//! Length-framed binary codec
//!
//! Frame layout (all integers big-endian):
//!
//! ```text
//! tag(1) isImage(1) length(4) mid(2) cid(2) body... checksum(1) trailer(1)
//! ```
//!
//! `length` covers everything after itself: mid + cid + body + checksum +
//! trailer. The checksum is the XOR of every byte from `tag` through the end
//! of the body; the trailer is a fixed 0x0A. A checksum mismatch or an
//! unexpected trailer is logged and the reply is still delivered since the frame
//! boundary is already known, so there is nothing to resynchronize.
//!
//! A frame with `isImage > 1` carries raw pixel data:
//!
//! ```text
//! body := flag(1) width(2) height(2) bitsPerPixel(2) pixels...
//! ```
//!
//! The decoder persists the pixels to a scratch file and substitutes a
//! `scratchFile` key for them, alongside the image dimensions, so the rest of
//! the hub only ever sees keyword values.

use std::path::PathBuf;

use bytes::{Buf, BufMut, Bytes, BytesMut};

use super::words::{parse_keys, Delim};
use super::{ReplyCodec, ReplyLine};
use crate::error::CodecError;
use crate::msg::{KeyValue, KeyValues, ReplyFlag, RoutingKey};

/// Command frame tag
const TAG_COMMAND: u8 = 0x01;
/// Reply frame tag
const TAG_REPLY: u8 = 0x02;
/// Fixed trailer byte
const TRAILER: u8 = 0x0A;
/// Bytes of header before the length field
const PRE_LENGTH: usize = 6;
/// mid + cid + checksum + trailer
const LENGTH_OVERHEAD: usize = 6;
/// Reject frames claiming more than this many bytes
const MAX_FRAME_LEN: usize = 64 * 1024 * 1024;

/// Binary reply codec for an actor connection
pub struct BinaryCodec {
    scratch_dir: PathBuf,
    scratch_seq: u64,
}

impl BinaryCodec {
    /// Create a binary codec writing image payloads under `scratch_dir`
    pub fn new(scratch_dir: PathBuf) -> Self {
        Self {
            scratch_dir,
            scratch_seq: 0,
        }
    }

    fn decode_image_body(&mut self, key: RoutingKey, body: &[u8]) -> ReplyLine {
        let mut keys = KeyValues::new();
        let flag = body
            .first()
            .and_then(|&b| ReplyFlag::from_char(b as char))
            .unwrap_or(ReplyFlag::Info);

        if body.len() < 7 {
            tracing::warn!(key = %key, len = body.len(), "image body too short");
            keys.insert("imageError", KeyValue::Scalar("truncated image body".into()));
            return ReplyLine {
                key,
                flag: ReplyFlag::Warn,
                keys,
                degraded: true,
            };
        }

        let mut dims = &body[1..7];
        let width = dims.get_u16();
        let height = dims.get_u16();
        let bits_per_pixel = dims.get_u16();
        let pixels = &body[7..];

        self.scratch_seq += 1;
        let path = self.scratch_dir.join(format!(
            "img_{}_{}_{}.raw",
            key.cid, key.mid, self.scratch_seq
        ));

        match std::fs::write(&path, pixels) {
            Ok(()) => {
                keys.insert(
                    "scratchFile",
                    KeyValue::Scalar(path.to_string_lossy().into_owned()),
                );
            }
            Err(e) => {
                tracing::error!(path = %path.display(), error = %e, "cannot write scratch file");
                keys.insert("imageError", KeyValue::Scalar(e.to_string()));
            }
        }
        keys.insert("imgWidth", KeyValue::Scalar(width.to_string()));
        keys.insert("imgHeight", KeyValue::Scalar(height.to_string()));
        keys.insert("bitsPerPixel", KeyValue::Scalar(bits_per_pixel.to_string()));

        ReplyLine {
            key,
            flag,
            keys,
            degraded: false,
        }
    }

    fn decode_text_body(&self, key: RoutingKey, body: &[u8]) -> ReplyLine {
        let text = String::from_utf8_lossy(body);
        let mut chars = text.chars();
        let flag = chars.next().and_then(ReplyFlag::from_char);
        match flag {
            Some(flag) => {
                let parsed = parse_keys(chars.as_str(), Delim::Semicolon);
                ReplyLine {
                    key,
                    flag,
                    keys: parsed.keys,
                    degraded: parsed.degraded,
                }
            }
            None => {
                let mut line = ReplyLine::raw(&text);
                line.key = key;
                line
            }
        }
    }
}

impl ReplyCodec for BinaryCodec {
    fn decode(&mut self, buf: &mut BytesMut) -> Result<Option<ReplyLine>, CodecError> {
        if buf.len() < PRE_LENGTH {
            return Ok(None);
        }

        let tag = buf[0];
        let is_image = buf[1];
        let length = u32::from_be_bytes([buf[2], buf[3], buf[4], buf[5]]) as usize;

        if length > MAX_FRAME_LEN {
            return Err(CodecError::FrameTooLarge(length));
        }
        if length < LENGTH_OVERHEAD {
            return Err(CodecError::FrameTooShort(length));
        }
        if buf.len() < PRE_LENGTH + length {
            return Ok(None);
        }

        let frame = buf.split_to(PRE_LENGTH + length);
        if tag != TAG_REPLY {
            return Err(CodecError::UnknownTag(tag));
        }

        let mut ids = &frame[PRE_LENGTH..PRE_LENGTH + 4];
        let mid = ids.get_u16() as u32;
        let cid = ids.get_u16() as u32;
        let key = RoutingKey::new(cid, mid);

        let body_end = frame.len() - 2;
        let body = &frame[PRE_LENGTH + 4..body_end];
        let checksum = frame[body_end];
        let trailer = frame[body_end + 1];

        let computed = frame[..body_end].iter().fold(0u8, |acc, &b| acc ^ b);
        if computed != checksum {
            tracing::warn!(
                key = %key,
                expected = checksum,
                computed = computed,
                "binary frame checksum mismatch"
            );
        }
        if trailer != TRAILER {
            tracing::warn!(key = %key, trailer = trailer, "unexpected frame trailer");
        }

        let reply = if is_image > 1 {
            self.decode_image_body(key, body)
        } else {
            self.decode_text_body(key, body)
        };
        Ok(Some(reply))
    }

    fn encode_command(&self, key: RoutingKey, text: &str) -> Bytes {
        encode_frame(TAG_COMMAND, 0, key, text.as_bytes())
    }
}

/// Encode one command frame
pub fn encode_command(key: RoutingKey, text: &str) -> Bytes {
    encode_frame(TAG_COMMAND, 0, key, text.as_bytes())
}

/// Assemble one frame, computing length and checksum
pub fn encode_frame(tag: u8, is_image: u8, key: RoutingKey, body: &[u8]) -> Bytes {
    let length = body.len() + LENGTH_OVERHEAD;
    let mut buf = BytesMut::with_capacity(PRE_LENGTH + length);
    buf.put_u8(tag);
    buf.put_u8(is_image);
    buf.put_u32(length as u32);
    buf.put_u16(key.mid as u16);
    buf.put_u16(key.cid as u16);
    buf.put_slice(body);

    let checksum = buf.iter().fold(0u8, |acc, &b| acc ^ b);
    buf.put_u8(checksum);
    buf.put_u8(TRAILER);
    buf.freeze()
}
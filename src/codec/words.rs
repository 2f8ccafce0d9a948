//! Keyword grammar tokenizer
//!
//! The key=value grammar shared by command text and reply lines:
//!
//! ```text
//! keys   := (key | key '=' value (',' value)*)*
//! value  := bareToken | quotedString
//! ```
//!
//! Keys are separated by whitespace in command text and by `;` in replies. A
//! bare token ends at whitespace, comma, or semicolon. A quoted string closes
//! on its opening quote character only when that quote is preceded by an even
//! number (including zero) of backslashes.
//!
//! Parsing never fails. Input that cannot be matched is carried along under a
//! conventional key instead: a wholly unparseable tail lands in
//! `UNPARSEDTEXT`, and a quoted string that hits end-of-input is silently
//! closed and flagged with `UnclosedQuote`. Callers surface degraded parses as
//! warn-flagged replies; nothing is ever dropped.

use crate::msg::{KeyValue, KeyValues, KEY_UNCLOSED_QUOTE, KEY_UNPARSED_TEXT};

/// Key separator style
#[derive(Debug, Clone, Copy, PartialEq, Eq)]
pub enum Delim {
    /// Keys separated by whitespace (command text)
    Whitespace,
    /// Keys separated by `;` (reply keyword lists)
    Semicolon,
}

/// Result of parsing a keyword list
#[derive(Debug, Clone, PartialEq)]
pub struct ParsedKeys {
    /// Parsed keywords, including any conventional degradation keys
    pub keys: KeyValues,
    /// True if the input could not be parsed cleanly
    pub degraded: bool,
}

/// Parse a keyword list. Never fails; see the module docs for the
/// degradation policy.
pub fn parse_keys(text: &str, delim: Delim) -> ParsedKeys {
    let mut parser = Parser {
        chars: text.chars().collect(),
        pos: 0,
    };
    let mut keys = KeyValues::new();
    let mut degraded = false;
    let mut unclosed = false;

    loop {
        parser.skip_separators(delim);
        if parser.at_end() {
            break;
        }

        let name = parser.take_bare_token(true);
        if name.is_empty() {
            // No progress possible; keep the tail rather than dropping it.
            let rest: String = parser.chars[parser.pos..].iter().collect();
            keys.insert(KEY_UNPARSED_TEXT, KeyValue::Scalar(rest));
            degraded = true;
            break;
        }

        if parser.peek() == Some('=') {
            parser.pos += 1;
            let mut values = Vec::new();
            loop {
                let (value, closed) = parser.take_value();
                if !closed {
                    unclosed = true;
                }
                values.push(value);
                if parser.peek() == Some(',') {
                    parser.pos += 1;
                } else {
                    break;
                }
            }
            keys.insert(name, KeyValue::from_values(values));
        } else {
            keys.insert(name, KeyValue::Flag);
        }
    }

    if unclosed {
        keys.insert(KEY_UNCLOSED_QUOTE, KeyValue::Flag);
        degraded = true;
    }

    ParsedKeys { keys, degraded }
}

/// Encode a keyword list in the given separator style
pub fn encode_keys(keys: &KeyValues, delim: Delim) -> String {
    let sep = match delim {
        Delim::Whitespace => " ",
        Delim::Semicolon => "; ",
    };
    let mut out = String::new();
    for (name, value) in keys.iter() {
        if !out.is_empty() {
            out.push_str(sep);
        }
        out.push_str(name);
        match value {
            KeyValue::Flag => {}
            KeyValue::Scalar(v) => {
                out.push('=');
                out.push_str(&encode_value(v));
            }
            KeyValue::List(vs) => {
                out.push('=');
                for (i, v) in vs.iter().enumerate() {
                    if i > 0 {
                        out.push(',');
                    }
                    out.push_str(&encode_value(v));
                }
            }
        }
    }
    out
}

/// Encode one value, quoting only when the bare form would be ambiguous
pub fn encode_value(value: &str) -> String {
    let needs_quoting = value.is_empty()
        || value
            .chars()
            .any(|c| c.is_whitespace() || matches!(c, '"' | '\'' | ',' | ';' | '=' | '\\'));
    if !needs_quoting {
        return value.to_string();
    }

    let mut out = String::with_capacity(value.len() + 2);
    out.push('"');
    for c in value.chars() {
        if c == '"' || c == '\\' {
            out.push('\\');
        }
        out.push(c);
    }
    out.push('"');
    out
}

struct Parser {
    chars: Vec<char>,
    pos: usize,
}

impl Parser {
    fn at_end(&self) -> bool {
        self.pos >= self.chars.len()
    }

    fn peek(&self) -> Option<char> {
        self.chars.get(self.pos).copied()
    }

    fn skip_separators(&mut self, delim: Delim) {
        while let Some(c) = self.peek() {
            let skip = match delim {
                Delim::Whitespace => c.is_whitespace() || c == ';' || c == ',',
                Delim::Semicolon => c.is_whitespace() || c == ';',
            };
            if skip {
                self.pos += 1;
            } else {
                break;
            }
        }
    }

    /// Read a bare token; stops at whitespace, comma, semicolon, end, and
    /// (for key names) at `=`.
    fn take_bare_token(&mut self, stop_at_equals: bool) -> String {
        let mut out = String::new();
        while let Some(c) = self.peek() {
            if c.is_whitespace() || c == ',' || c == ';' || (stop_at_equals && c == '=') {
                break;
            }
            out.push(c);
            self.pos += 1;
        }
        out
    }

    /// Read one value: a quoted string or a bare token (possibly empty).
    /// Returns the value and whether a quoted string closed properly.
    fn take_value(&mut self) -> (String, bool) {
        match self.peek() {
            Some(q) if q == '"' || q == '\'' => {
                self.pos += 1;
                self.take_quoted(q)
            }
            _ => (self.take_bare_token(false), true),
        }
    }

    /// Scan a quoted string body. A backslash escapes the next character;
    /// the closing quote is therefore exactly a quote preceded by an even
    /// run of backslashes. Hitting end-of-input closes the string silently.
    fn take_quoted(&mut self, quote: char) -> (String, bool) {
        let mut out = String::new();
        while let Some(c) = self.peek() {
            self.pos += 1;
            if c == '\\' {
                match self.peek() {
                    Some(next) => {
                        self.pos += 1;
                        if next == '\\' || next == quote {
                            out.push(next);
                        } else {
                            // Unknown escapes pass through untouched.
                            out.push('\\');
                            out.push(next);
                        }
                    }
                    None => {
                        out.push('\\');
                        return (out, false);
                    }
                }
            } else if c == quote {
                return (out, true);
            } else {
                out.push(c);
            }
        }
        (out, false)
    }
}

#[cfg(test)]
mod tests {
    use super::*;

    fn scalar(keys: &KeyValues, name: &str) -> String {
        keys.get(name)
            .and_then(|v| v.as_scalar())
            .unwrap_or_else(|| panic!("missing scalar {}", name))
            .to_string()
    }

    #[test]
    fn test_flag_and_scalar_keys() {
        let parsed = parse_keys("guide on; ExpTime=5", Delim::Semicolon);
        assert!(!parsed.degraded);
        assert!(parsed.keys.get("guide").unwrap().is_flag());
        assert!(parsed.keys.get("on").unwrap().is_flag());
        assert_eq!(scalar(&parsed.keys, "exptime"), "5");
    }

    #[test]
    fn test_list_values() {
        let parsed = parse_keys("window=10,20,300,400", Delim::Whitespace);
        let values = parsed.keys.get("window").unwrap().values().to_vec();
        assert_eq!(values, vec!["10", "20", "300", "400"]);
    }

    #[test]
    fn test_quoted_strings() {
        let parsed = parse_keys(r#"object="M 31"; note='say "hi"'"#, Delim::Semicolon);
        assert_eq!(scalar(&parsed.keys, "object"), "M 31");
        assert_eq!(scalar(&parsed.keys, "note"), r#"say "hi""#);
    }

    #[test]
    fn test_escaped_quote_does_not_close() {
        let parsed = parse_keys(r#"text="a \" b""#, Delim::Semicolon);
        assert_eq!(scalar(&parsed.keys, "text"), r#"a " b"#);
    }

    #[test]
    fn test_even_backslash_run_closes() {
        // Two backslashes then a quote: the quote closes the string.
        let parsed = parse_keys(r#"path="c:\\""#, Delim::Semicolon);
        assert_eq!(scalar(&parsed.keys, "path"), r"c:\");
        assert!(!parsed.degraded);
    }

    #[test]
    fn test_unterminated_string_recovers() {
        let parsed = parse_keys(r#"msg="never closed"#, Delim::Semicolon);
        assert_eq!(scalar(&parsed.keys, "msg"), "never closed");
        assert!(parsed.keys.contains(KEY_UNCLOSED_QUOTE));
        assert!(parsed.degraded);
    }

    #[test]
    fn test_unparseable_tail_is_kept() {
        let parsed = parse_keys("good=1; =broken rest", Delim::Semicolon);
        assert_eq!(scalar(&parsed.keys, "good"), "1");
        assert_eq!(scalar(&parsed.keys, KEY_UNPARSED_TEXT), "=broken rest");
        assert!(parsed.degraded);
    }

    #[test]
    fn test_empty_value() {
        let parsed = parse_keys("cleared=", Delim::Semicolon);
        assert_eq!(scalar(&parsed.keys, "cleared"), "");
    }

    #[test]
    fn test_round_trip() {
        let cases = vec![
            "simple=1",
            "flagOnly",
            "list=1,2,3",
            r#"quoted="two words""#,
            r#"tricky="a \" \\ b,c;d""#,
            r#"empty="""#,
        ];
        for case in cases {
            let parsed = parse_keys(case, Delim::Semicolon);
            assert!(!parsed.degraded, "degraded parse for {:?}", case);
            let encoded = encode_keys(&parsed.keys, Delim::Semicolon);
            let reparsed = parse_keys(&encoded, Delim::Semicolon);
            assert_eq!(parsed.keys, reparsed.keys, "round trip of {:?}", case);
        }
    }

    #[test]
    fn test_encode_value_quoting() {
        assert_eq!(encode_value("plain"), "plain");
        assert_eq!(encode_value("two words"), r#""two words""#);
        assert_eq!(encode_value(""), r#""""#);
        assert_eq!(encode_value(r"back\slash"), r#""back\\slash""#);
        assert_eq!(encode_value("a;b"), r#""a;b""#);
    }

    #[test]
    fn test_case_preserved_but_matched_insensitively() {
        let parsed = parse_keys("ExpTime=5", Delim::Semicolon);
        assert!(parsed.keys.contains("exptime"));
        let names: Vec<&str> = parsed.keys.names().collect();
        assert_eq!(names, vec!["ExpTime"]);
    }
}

* **PROBLEM TO WORK ON**
Only the lines containing "KeyValues" are needed; pull them out of the listing.

* **SOLUTION FOR THIS PROBLEM**
use crate::msg::{KeyValue, KeyValues, ReplyFlag, RoutingKey};
        let mut keys = KeyValues::new();
use crate::msg::{KeyValue, KeyValues, KEY_UNCLOSED_QUOTE, KEY_UNPARSED_TEXT};
    pub keys: KeyValues,
    let mut keys = KeyValues::new();
pub fn encode_keys(keys: &KeyValues, delim: Delim) -> String {
    fn scalar(keys: &KeyValues, name: &str) -> String {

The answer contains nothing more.